In my book Business Process Management – A Rigorous Approach­ ­­I introduced a couple of useful characters: a Tutor and Pupil. They had some valuable discussions next to the water-cooler and it feels like a good moment to bring them back onto the stage. I’ll pass the baton to them . . .

Pupil: Well, I know you like to be both economical and clear in your use of terms so I should point out that you’ve already used two words without saying what you mean by them: organisation and business. I’ve heard you talking about ‘the business of the organisation’, and ‘the organisation doing its business’, and ‘the organisation being in business to . . .’ – just what do these mean?

Tutor: When I talk about an ‘organisation’ don’t assume I’m only talking about some corporate identity such as Venice Consulting, or the Ministry of Defence, or a department in the Ministry of Defence, or a particular bank, or a scout troop, or a church hall committee. Those certainly count as organisations, but an organisation can also be any grouping of people and/or corporate bodies. How about a service company and its clients, a manufacturing company and its immediate suppliers, or a manufacturing company and its entire supply chain? Or a police force, or a police force and the justice system together, or the justice system and the social welfare system together.

Pupil: I think you’re saying it’s really whatever grouping of people we want to talk about.

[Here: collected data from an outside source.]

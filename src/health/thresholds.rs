//! Hysteresis policies for the state evaluator.

use serde::{Deserialize, Serialize};
use serde_json::Value;
use std::sync::OnceLock;

use crate::versioning::{MigrationStep, VersionError, VersionedRecord, VersionedSchema};

pub const THRESHOLDS_VERSION: u32 = 2;

#[derive(Debug, Clone, Copy, PartialEq, Eq, Serialize, Deserialize)]
#[serde(rename_all = "camelCase")]
pub struct SuccessThreshold {
    pub min_success_count: u32,
}

#[derive(Debug, Clone, Copy, PartialEq, Eq, Serialize, Deserialize)]
#[serde(rename_all = "camelCase")]
pub struct FailureThreshold {
    pub min_failure_count: u32,
}

/// How a run history becomes a debounced status.
#[derive(Debug, Clone, Copy, PartialEq, Eq, Serialize, Deserialize)]
#[serde(tag = "mode", rename_all = "camelCase")]
pub enum StateThresholds {
    /// Compare the newest streak of same-class runs against the thresholds.
    Consecutive {
        healthy: SuccessThreshold,
        degraded: FailureThreshold,
        unhealthy: FailureThreshold,
    },
    /// Count failures among the newest `window_size` runs.
    Window {
        #[serde(rename = "windowSize")]
        window_size: u32,
        degraded: FailureThreshold,
        unhealthy: FailureThreshold,
    },
}

impl Default for StateThresholds {
    fn default() -> Self {
        StateThresholds::Consecutive {
            healthy: SuccessThreshold { min_success_count: 1 },
            degraded: FailureThreshold { min_failure_count: 2 },
            unhealthy: FailureThreshold { min_failure_count: 5 },
        }
    }
}

impl StateThresholds {
    /// Number of newest runs the evaluator needs to see.
    pub fn required_history(&self) -> usize {
        match self {
            StateThresholds::Consecutive {
                healthy,
                degraded,
                unhealthy,
            } => healthy
                .min_success_count
                .max(degraded.min_failure_count)
                .max(unhealthy.min_failure_count)
                .max(1) as usize,
            StateThresholds::Window { window_size, .. } => (*window_size).max(1) as usize,
        }
    }

    pub fn validate(&self) -> Result<(), String> {
        let counts = match self {
            StateThresholds::Consecutive {
                healthy,
                degraded,
                unhealthy,
            } => [
                ("healthy.minSuccessCount", healthy.min_success_count),
                ("degraded.minFailureCount", degraded.min_failure_count),
                ("unhealthy.minFailureCount", unhealthy.min_failure_count),
            ],
            StateThresholds::Window {
                window_size,
                degraded,
                unhealthy,
            } => [
                ("windowSize", *window_size),
                ("degraded.minFailureCount", degraded.min_failure_count),
                ("unhealthy.minFailureCount", unhealthy.min_failure_count),
            ],
        };
        for (name, value) in counts {
            if value == 0 {
                return Err(format!("{} must be at least 1", name));
            }
        }
        Ok(())
    }

    /// Wrap at the current schema version for storage.
    pub fn to_record(&self) -> Result<VersionedRecord, VersionError> {
        thresholds_schema().wrap(self)
    }

    /// Migrate a stored record and parse it.
    pub fn from_record(record: VersionedRecord) -> Result<Self, VersionError> {
        thresholds_schema().parse(record)
    }
}

/// Version 1 had no `mode` tag and was always consecutive.
fn tag_consecutive_mode(mut data: Value) -> Result<Value, String> {
    let obj = data
        .as_object_mut()
        .ok_or_else(|| "thresholds must be an object".to_string())?;
    obj.entry("mode")
        .or_insert_with(|| Value::String("consecutive".to_string()));
    Ok(data)
}

fn build_thresholds_schema() -> Result<VersionedSchema, VersionError> {
    VersionedSchema::new(
        THRESHOLDS_VERSION,
        vec![MigrationStep::new(
            1,
            2,
            "tag legacy thresholds with consecutive mode",
            tag_consecutive_mode,
        )],
    )
}

/// The validated threshold schema, built once.
pub fn thresholds_schema() -> &'static VersionedSchema {
    static SCHEMA: OnceLock<VersionedSchema> = OnceLock::new();
    SCHEMA.get_or_init(|| match build_thresholds_schema() {
        Ok(schema) => schema,
        Err(e) => {
            tracing::error!("Thresholds: invalid migration chain, accepting current version only: {}", e);
            VersionedSchema::current(THRESHOLDS_VERSION)
        }
    })
}
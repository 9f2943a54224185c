//! Database module for HealthTrail.
//!
//! Provides SQLite storage with embedded migrations.

mod models;
mod store;
mod tdigest_utils;

pub use models::*;
pub use store::*;
pub use tdigest_utils::*;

Tutor: I knew you wouldn’t like that but it’s true. And it’s important to feel the freedom to think about these more complex gatherings if we are to avoid the silo trap. The other thing I want to point out is that one organisation can have many businesses, or many aspects to its business.

Pupil: But surely one organisation is in one business?

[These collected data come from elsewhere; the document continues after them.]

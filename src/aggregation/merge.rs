//! Summary states and their merge functions.
//!
//! Every state is fully determined by its counting fields (`sum`/`count`,
//! `success_count`/`total`, `count`, `min`/`max`). The display fields `avg`
//! and `rate_pct` are recomputed from those after every merge and never feed
//! back into later merges, so rounding cannot compound.

use serde::{Deserialize, Serialize};
use thiserror::Error;

/// Aggregation error types.
#[derive(Error, Debug, Clone, PartialEq)]
pub enum AggregationError {
    #[error("cannot merge a {left} state with a {right} state")]
    KindMismatch {
        left: SummaryKind,
        right: SummaryKind,
    },
}

/// The statistical kind of a summary state.
#[derive(Debug, Clone, Copy, PartialEq, Eq, Hash, Serialize, Deserialize)]
#[serde(rename_all = "camelCase")]
pub enum SummaryKind {
    Average,
    Rate,
    Counter,
    MinMax,
}

impl std::fmt::Display for SummaryKind {
    fn fmt(&self, f: &mut std::fmt::Formatter<'_>) -> std::fmt::Result {
        let name = match self {
            SummaryKind::Average => "average",
            SummaryKind::Rate => "rate",
            SummaryKind::Counter => "counter",
            SummaryKind::MinMax => "minMax",
        };
        f.write_str(name)
    }
}

/// Running mean. `avg` is display-only and rounded to one decimal.
#[derive(Debug, Clone, Copy, PartialEq, Serialize, Deserialize)]
#[serde(rename_all = "camelCase")]
pub struct AverageState {
    pub sum: f64,
    pub count: u64,
    pub avg: f64,
}

impl AverageState {
    pub fn new(sum: f64, count: u64) -> Self {
        let avg = if count > 0 {
            round_one_decimal(sum / count as f64)
        } else {
            0.0
        };
        Self { sum, count, avg }
    }
}

/// Success ratio. `rate_pct` is display-only and rounded to a whole percent.
#[derive(Debug, Clone, Copy, PartialEq, Eq, Serialize, Deserialize)]
#[serde(rename_all = "camelCase")]
pub struct RateState {
    pub success_count: u64,
    pub total: u64,
    pub rate_pct: u64,
}

impl RateState {
    pub fn new(success_count: u64, total: u64) -> Self {
        let rate_pct = if total > 0 {
            // Integer arithmetic keeps the rounding exact: round(100 * s / t).
            (200 * success_count + total) / (2 * total)
        } else {
            0
        };
        Self {
            success_count,
            total,
            rate_pct,
        }
    }
}

/// Occurrence count.
#[derive(Debug, Clone, Copy, PartialEq, Eq, Default, Serialize, Deserialize)]
#[serde(rename_all = "camelCase")]
pub struct CounterState {
    pub count: u64,
}

/// Observed range.
#[derive(Debug, Clone, Copy, PartialEq, Default, Serialize, Deserialize)]
#[serde(rename_all = "camelCase")]
pub struct MinMaxState {
    pub min: f64,
    pub max: f64,
}

/// A tagged summary state. Merging dispatches on the tag, never on the shape.
#[derive(Debug, Clone, Copy, PartialEq, Serialize, Deserialize)]
#[serde(tag = "kind", rename_all = "camelCase")]
pub enum SummaryState {
    Average(AverageState),
    Rate(RateState),
    Counter(CounterState),
    MinMax(MinMaxState),
}

impl SummaryState {
    pub fn kind(&self) -> SummaryKind {
        match self {
            SummaryState::Average(_) => SummaryKind::Average,
            SummaryState::Rate(_) => SummaryKind::Rate,
            SummaryState::Counter(_) => SummaryKind::Counter,
            SummaryState::MinMax(_) => SummaryKind::MinMax,
        }
    }

    /// The state produced by merging nothing with nothing.
    pub fn zero(kind: SummaryKind) -> Self {
        match kind {
            SummaryKind::Average => SummaryState::Average(merge_average_states(None, None)),
            SummaryKind::Rate => SummaryState::Rate(merge_rate_states(None, None)),
            SummaryKind::Counter => SummaryState::Counter(merge_counter_states(None, None)),
            SummaryKind::MinMax => SummaryState::MinMax(merge_min_max_states(None, None)),
        }
    }

    /// Merge two states of the same kind.
    pub fn merge(&self, other: &SummaryState) -> Result<SummaryState, AggregationError> {
        match (self, other) {
            (SummaryState::Average(a), SummaryState::Average(b)) => {
                Ok(SummaryState::Average(merge_average_states(Some(a), Some(b))))
            }
            (SummaryState::Rate(a), SummaryState::Rate(b)) => {
                Ok(SummaryState::Rate(merge_rate_states(Some(a), Some(b))))
            }
            (SummaryState::Counter(a), SummaryState::Counter(b)) => {
                Ok(SummaryState::Counter(merge_counter_states(Some(a), Some(b))))
            }
            (SummaryState::MinMax(a), SummaryState::MinMax(b)) => {
                Ok(SummaryState::MinMax(merge_min_max_states(Some(a), Some(b))))
            }
            _ => Err(AggregationError::KindMismatch {
                left: self.kind(),
                right: other.kind(),
            }),
        }
    }
}

/// Merge two optional states of `kind`. `None` on one side is the identity;
/// `None` on both sides yields the zero state of `kind`.
pub fn merge_states(
    kind: SummaryKind,
    a: Option<&SummaryState>,
    b: Option<&SummaryState>,
) -> Result<SummaryState, AggregationError> {
    let state = match (a, b) {
        (Some(a), Some(b)) => return a.merge(b),
        (Some(s), None) | (None, Some(s)) => *s,
        (None, None) => return Ok(SummaryState::zero(kind)),
    };
    if state.kind() != kind {
        return Err(AggregationError::KindMismatch {
            left: kind,
            right: state.kind(),
        });
    }
    Ok(state)
}

// --- Average ---

pub fn merge_average_states(a: Option<&AverageState>, b: Option<&AverageState>) -> AverageState {
    match (a, b) {
        (Some(a), Some(b)) => AverageState::new(a.sum + b.sum, a.count + b.count),
        (Some(s), None) | (None, Some(s)) => AverageState::new(s.sum, s.count),
        (None, None) => AverageState::new(0.0, 0),
    }
}

/// Fold one observation into an average. A missing value leaves the state unchanged.
pub fn merge_average(existing: Option<&AverageState>, value: Option<f64>) -> AverageState {
    let observed = value.map(|v| AverageState::new(v, 1));
    merge_average_states(existing, observed.as_ref())
}

// --- Rate ---

pub fn merge_rate_states(a: Option<&RateState>, b: Option<&RateState>) -> RateState {
    match (a, b) {
        (Some(a), Some(b)) => RateState::new(a.success_count + b.success_count, a.total + b.total),
        (Some(s), None) | (None, Some(s)) => RateState::new(s.success_count, s.total),
        (None, None) => RateState::new(0, 0),
    }
}

/// Fold one success/failure into a rate. A missing value leaves the state unchanged.
pub fn merge_rate(existing: Option<&RateState>, success: Option<bool>) -> RateState {
    let observed = success.map(|ok| RateState::new(u64::from(ok), 1));
    merge_rate_states(existing, observed.as_ref())
}

// --- Counter ---

pub fn merge_counter_states(a: Option<&CounterState>, b: Option<&CounterState>) -> CounterState {
    CounterState {
        count: a.map_or(0, |s| s.count) + b.map_or(0, |s| s.count),
    }
}

/// Add a delta to a counter. A missing delta leaves the state unchanged.
pub fn merge_counter(existing: Option<&CounterState>, delta: Option<u64>) -> CounterState {
    let observed = delta.map(|count| CounterState { count });
    merge_counter_states(existing, observed.as_ref())
}

/// Count a flag: `true` adds one, `false` adds nothing.
pub fn merge_counter_flag(existing: Option<&CounterState>, flag: Option<bool>) -> CounterState {
    merge_counter(existing, flag.map(u64::from))
}

// --- MinMax ---

pub fn merge_min_max_states(a: Option<&MinMaxState>, b: Option<&MinMaxState>) -> MinMaxState {
    match (a, b) {
        (Some(a), Some(b)) => MinMaxState {
            min: a.min.min(b.min),
            max: a.max.max(b.max),
        },
        (Some(s), None) | (None, Some(s)) => *s,
        (None, None) => MinMaxState { min: 0.0, max: 0.0 },
    }
}

/// Widen a range with one value. A missing value leaves the state unchanged.
pub fn merge_min_max(existing: Option<&MinMaxState>, value: Option<f64>) -> MinMaxState {
    let observed = value.map(|v| MinMaxState { min: v, max: v });
    merge_min_max_states(existing, observed.as_ref())
}

fn round_one_decimal(v: f64) -> f64 {
    (v * 10.0).round() / 10.0
}

#[cfg(test)]
mod tests {
    use super::*;

    fn avg(sum: f64, count: u64) -> AverageState {
        AverageState::new(sum, count)
    }

    #[test]
    fn test_merge_average_states() {
        let merged = merge_average_states(
            Some(&AverageState { sum: 100.0, count: 2, avg: 50.0 }),
            Some(&AverageState { sum: 200.0, count: 2, avg: 100.0 }),
        );
        assert_eq!(merged, AverageState { sum: 300.0, count: 4, avg: 75.0 });
    }

    #[test]
    fn test_merge_rate_states_rounds_to_whole_percent() {
        let merged = merge_rate_states(
            Some(&RateState { success_count: 3, total: 4, rate_pct: 75 }),
            Some(&RateState { success_count: 7, total: 10, rate_pct: 70 }),
        );
        assert_eq!(merged, RateState { success_count: 10, total: 14, rate_pct: 71 });
    }

    #[test]
    fn test_rate_rounds_half_up() {
        assert_eq!(RateState::new(1, 8).rate_pct, 13); // 12.5
        assert_eq!(RateState::new(1, 3).rate_pct, 33);
        assert_eq!(RateState::new(2, 3).rate_pct, 67);
    }

    #[test]
    fn test_merge_min_max_states() {
        let merged = merge_min_max_states(
            Some(&MinMaxState { min: 10.0, max: 50.0 }),
            Some(&MinMaxState { min: 5.0, max: 100.0 }),
        );
        assert_eq!(merged, MinMaxState { min: 5.0, max: 100.0 });
    }

    #[test]
    fn test_identity_and_zero_states() {
        let a = avg(30.0, 3);
        assert_eq!(merge_average_states(Some(&a), None), a);
        assert_eq!(merge_average_states(None, None), AverageState { sum: 0.0, count: 0, avg: 0.0 });
        assert_eq!(merge_rate_states(None, None), RateState { success_count: 0, total: 0, rate_pct: 0 });
        assert_eq!(merge_counter_states(None, None), CounterState { count: 0 });
        assert_eq!(merge_min_max_states(None, None), MinMaxState { min: 0.0, max: 0.0 });
        assert_eq!(SummaryState::zero(SummaryKind::Rate), SummaryState::Rate(RateState::new(0, 0)));
    }

    #[test]
    fn test_missing_observation_leaves_state_unchanged() {
        let a = avg(30.0, 3);
        assert_eq!(merge_average(Some(&a), None), a);

        let r = RateState::new(2, 4);
        assert_eq!(merge_rate(Some(&r), None), r);

        let c = CounterState { count: 5 };
        assert_eq!(merge_counter(Some(&c), None), c);
        assert_eq!(merge_counter_flag(Some(&c), None), c);

        let m = MinMaxState { min: 1.0, max: 9.0 };
        assert_eq!(merge_min_max(Some(&m), None), m);
    }

    #[test]
    fn test_first_observation_wraps_value() {
        assert_eq!(merge_average(None, Some(42.0)), AverageState { sum: 42.0, count: 1, avg: 42.0 });
        assert_eq!(merge_rate(None, Some(true)), RateState { success_count: 1, total: 1, rate_pct: 100 });
        assert_eq!(merge_rate(None, Some(false)), RateState { success_count: 0, total: 1, rate_pct: 0 });
        assert_eq!(merge_counter_flag(None, Some(true)), CounterState { count: 1 });
        assert_eq!(merge_counter(None, Some(7)), CounterState { count: 7 });
        assert_eq!(merge_min_max(None, Some(3.5)), MinMaxState { min: 3.5, max: 3.5 });
    }

    #[test]
    fn test_rounding_does_not_compound() {
        // 1/3 repeatedly: the displayed avg is rounded, the sum is not.
        let mut state: Option<AverageState> = None;
        for v in [1.0, 0.0, 0.0, 1.0, 0.0, 0.0] {
            state = Some(merge_average(state.as_ref(), Some(v)));
        }
        let state = state.unwrap();
        assert_eq!(state.sum, 2.0);
        assert_eq!(state.count, 6);
        assert_eq!(state.avg, 0.3);
    }

    #[test]
    fn test_associative_and_commutative() {
        let states = [
            SummaryState::Average(avg(10.0, 1)),
            SummaryState::Average(avg(25.0, 4)),
            SummaryState::Average(avg(7.0, 2)),
        ];
        let [a, b, c] = states;
        let left = a.merge(&b).unwrap().merge(&c).unwrap();
        let right = a.merge(&b.merge(&c).unwrap()).unwrap();
        assert_eq!(left, right);
        assert_eq!(a.merge(&b).unwrap(), b.merge(&a).unwrap());

        let [a, b, c] = [
            SummaryState::Rate(RateState::new(1, 3)),
            SummaryState::Rate(RateState::new(5, 5)),
            SummaryState::Rate(RateState::new(0, 2)),
        ];
        assert_eq!(
            a.merge(&b).unwrap().merge(&c).unwrap(),
            a.merge(&b.merge(&c).unwrap()).unwrap()
        );
        assert_eq!(a.merge(&c).unwrap(), c.merge(&a).unwrap());

        let [a, b, c] = [
            SummaryState::MinMax(MinMaxState { min: 3.0, max: 8.0 }),
            SummaryState::MinMax(MinMaxState { min: 1.0, max: 4.0 }),
            SummaryState::MinMax(MinMaxState { min: 6.0, max: 12.0 }),
        ];
        assert_eq!(
            a.merge(&b).unwrap().merge(&c).unwrap(),
            a.merge(&b.merge(&c).unwrap()).unwrap()
        );
        assert_eq!(b.merge(&c).unwrap(), c.merge(&b).unwrap());

        let [a, b, c] = [
            SummaryState::Counter(CounterState { count: 2 }),
            SummaryState::Counter(CounterState { count: 0 }),
            SummaryState::Counter(CounterState { count: 9 }),
        ];
        assert_eq!(
            a.merge(&b).unwrap().merge(&c).unwrap(),
            a.merge(&b.merge(&c).unwrap()).unwrap()
        );
    }

    #[test]
    fn test_kind_mismatch_is_an_error() {
        let a = SummaryState::Counter(CounterState { count: 1 });
        let b = SummaryState::Rate(RateState::new(1, 1));
        assert_eq!(
            a.merge(&b),
            Err(AggregationError::KindMismatch {
                left: SummaryKind::Counter,
                right: SummaryKind::Rate,
            })
        );
    }

    #[test]
    fn test_merge_states_with_missing_side() {
        let a = SummaryState::Counter(CounterState { count: 4 });
        assert_eq!(merge_states(SummaryKind::Counter, Some(&a), None).unwrap(), a);
        assert_eq!(merge_states(SummaryKind::Counter, None, Some(&a)).unwrap(), a);
        assert!(merge_states(SummaryKind::Rate, Some(&a), None).is_err());
    }

    #[test]
    fn test_merge_states_of_nothing_is_zero() {
        assert_eq!(
            merge_states(SummaryKind::Average, None, None).unwrap(),
            SummaryState::Average(AverageState::new(0.0, 0))
        );
        assert_eq!(
            merge_states(SummaryKind::Counter, None, None).unwrap(),
            SummaryState::Counter(CounterState { count: 0 })
        );
    }

    #[test]
    fn test_tagged_serialization() {
        let state = SummaryState::Rate(RateState::new(3, 4));
        let json = serde_json::to_value(state).unwrap();
        assert_eq!(json["kind"], "rate");
        assert_eq!(json["successCount"], 3);
        assert_eq!(json["ratePct"], 75);

        let back: SummaryState = serde_json::from_value(json).unwrap();
        assert_eq!(back, state);
    }
}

Tutor: At some level of abstraction that might be true for some organisations.  But take a Local Authority they are a gathering of many different overlapping ‘businesses’ – a real A-Z organisation, from aliens to zoos – they deal with all human life. So we might want to concentrate on the ‘business of traffic management in a local authority’.

Pupil: I like the idea of characterising both the business and the organisation in the one phrase. I can imagine things like ‘the business of crime prevention in a local authority’ or ‘the business of street safety in a local authority’ – I guess that we might want to investigate the processes of these ‘businesses’ and to do that we will want a process architecture for them.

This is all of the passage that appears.